The one thing the Viking landers could not do is move, although they did have robotic arms that could reach out and scoop up soil.
NASA first solved the movement problem with the Pathfinder mission in 1997. A tiny rover (just 25 pounds/11 kg) could leave the lander and travel up to 5 meters (15 feet) away from it to look at rocks.
![]() Photo courtesy NASA Two generations of Mars rovers |
The MER robots are the largest rovers to ever successfully land on another planet. On this mission, NASA has designed the MER robots to act as robotic geologists. The instruments and equipment packed into the rovers are primarily designed to look at rocks.

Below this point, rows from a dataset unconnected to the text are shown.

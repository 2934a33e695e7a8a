//! Duration strings for bucket frequencies and rolling windows (`500ms`, `1s`, `5s`, `2min`, `1h`).

use serde::{Deserialize, Serialize};
use thiserror::Error;

#[derive(Debug, Error, PartialEq, Eq)]
pub enum SpanError {
    #[error("invalid duration: {0}")]
    InvalidDuration(String),
    #[error("duration must be positive: {0}")]
    NonPositive(String),
}

/// A parsed duration, keeping the caller's spelling for column names.
#[derive(Debug, Clone, PartialEq, Eq, Serialize, Deserialize)]
pub struct Span {
    pub label: String,
    pub millis: i64,
}

pub fn parse_span(input: &str) -> Result<Span, SpanError> {
    let trimmed = input.trim();
    let split = trimmed
        .find(|c: char| !c.is_ascii_digit())
        .unwrap_or(trimmed.len());
    let (digits, unit) = trimmed.split_at(split);

    // A bare unit means one of it, as in "s" or "min".
    let count: i64 = if digits.is_empty() {
        1
    } else {
        digits
            .parse()
            .map_err(|_| SpanError::InvalidDuration(input.to_string()))?
    };

    let unit_ms: i64 = match unit.to_ascii_lowercase().as_str() {
        "ms" | "l" => 1,
        "s" | "sec" | "secs" => 1_000,
        "min" | "m" | "t" => 60_000,
        "h" | "hr" => 3_600_000,
        "d" => 86_400_000,
        _ => return Err(SpanError::InvalidDuration(input.to_string())),
    };

    let millis = count
        .checked_mul(unit_ms)
        .ok_or_else(|| SpanError::InvalidDuration(input.to_string()))?;
    if millis <= 0 {
        return Err(SpanError::NonPositive(input.to_string()));
    }

    Ok(Span {
        label: trimmed.to_string(),
        millis,
    })
}
//! Bucket-level features computed from aggregated columns.
//!
//! Each feature is a [`FeatureRule`]: a name, a formula over existing columns and a
//! fallback for when an input is missing. Rules run in a fixed order because later
//! stages read columns produced by earlier ones.

use tracing::debug;

use crate::ingest::REQUESTS_RATE_COLUMN;
use crate::table::FlowTable;

pub const SRC_PORT: &str = "src_port";
pub const DST_PORT: &str = "dst_port";

#[derive(Debug, Clone, Copy, PartialEq)]
pub enum Formula {
    /// `left * right`
    Product {
        left: &'static str,
        right: &'static str,
    },
    /// `numerator / (denominator + 1)`
    SmoothedRatio {
        numerator: &'static str,
        denominator: &'static str,
    },
}

impl Formula {
    pub fn inputs(&self) -> [&'static str; 2] {
        match *self {
            Self::Product { left, right } => [left, right],
            Self::SmoothedRatio {
                numerator,
                denominator,
            } => [numerator, denominator],
        }
    }

    fn apply(&self, a: f64, b: f64) -> f64 {
        match self {
            Self::Product { .. } => a * b,
            Self::SmoothedRatio { .. } => a / (b + 1.0),
        }
    }
}

#[derive(Debug, Clone, Copy, PartialEq)]
pub enum Fallback {
    Omit,
    Constant(f64),
}

#[derive(Debug, Clone, Copy, PartialEq)]
pub struct FeatureRule {
    pub name: &'static str,
    pub formula: Formula,
    pub fallback: Fallback,
}

pub const CROSS_FEATURES: [FeatureRule; 2] = [
    FeatureRule {
        name: "requests_rate_src_port",
        formula: Formula::Product {
            left: REQUESTS_RATE_COLUMN,
            right: "src_ip",
        },
        fallback: Fallback::Omit,
    },
    FeatureRule {
        name: "requests_rate_dst_port",
        formula: Formula::Product {
            left: REQUESTS_RATE_COLUMN,
            right: "dst_ip",
        },
        fallback: Fallback::Omit,
    },
];

pub const PORT_RATIO_FEATURES: [FeatureRule; 2] = [
    FeatureRule {
        name: "unique_dst_port_ratio",
        formula: Formula::SmoothedRatio {
            numerator: DST_PORT,
            denominator: REQUESTS_RATE_COLUMN,
        },
        fallback: Fallback::Omit,
    },
    FeatureRule {
        name: "unique_src_port_ratio",
        formula: Formula::SmoothedRatio {
            numerator: SRC_PORT,
            denominator: REQUESTS_RATE_COLUMN,
        },
        fallback: Fallback::Omit,
    },
];

pub const FRACTION_FEATURES: [FeatureRule; 4] = [
    FeatureRule {
        name: "fwd_packet_fraction",
        formula: Formula::SmoothedRatio {
            numerator: "fwd_packets_count",
            denominator: "packets_count",
        },
        fallback: Fallback::Constant(0.0),
    },
    FeatureRule {
        name: "frac_syn",
        formula: Formula::SmoothedRatio {
            numerator: "syn_flag_counts",
            denominator: "packets_count",
        },
        fallback: Fallback::Constant(0.0),
    },
    FeatureRule {
        name: "frac_rst",
        formula: Formula::SmoothedRatio {
            numerator: "rst_flag_counts",
            denominator: "packets_count",
        },
        fallback: Fallback::Constant(0.0),
    },
    FeatureRule {
        name: "header_to_payload_ratio",
        formula: Formula::SmoothedRatio {
            numerator: "total_header_bytes",
            denominator: "total_payload_bytes",
        },
        fallback: Fallback::Constant(0.0),
    },
];

/// Raw port columns removed once the port ratios exist.
pub const DROPPED_PORT_COLUMNS: [&str; 2] = [SRC_PORT, DST_PORT];

/// Evaluates one rule against `table`. Returns whether a column was written.
pub fn apply_rule(table: &mut FlowTable, rule: &FeatureRule) -> bool {
    let [a, b] = rule.formula.inputs();
    let values = match (table.column(a), table.column(b)) {
        (Some(left), Some(right)) => Some(
            left.iter()
                .zip(right)
                .map(|(x, y)| rule.formula.apply(*x, *y))
                .collect::<Vec<f64>>(),
        ),
        _ => None,
    };

    match (values, rule.fallback) {
        (Some(values), _) => {
            table.put_column(rule.name, values);
            true
        }
        (None, Fallback::Constant(constant)) => {
            debug!(
                component = "features",
                event = "features.fallback",
                feature = rule.name,
                constant
            );
            table.put_column(rule.name, vec![constant; table.len()]);
            true
        }
        (None, Fallback::Omit) => {
            debug!(
                component = "features",
                event = "features.omitted",
                feature = rule.name
            );
            false
        }
    }
}

/// Cross features, port ratios, port column removal, then fraction features.
pub fn engineer_features(table: &mut FlowTable) {
    for rule in CROSS_FEATURES.iter().chain(&PORT_RATIO_FEATURES) {
        apply_rule(table, rule);
    }

    for column in DROPPED_PORT_COLUMNS {
        table.remove_column(column);
    }

    for rule in &FRACTION_FEATURES {
        apply_rule(table, rule);
    }
}

pub fn engineered_features(table: &FlowTable) -> FlowTable {
    let mut out = table.clone();
    engineer_features(&mut out);
    out
}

Here's what each rover can do:
- The rovers can generate power with their solar panels and store it in their batteries.
- The rovers can take color, stereoscopic images of the landscape with a pair of high-resolution cameras mounted on the mast.
- They can also take thermal readings with a separate thermal-emission spectrometer that uses the mast as a periscope.
![]() Photo courtesy NASA The rover's mast |
- Scientists can choose a point on the landscape and the rover can drive over to it. The rovers are autonomous -- they drive themselves, because the time lag for radio signals to travel between Earth and Mars is too great for the rovers to be radio controlled. Three pairs of black-and-white cameras on the front, back and mast of the rover let the robot see its surroundings and navigate around obstacles. The rovers have six wheels, with a motor in each wheel, to move around.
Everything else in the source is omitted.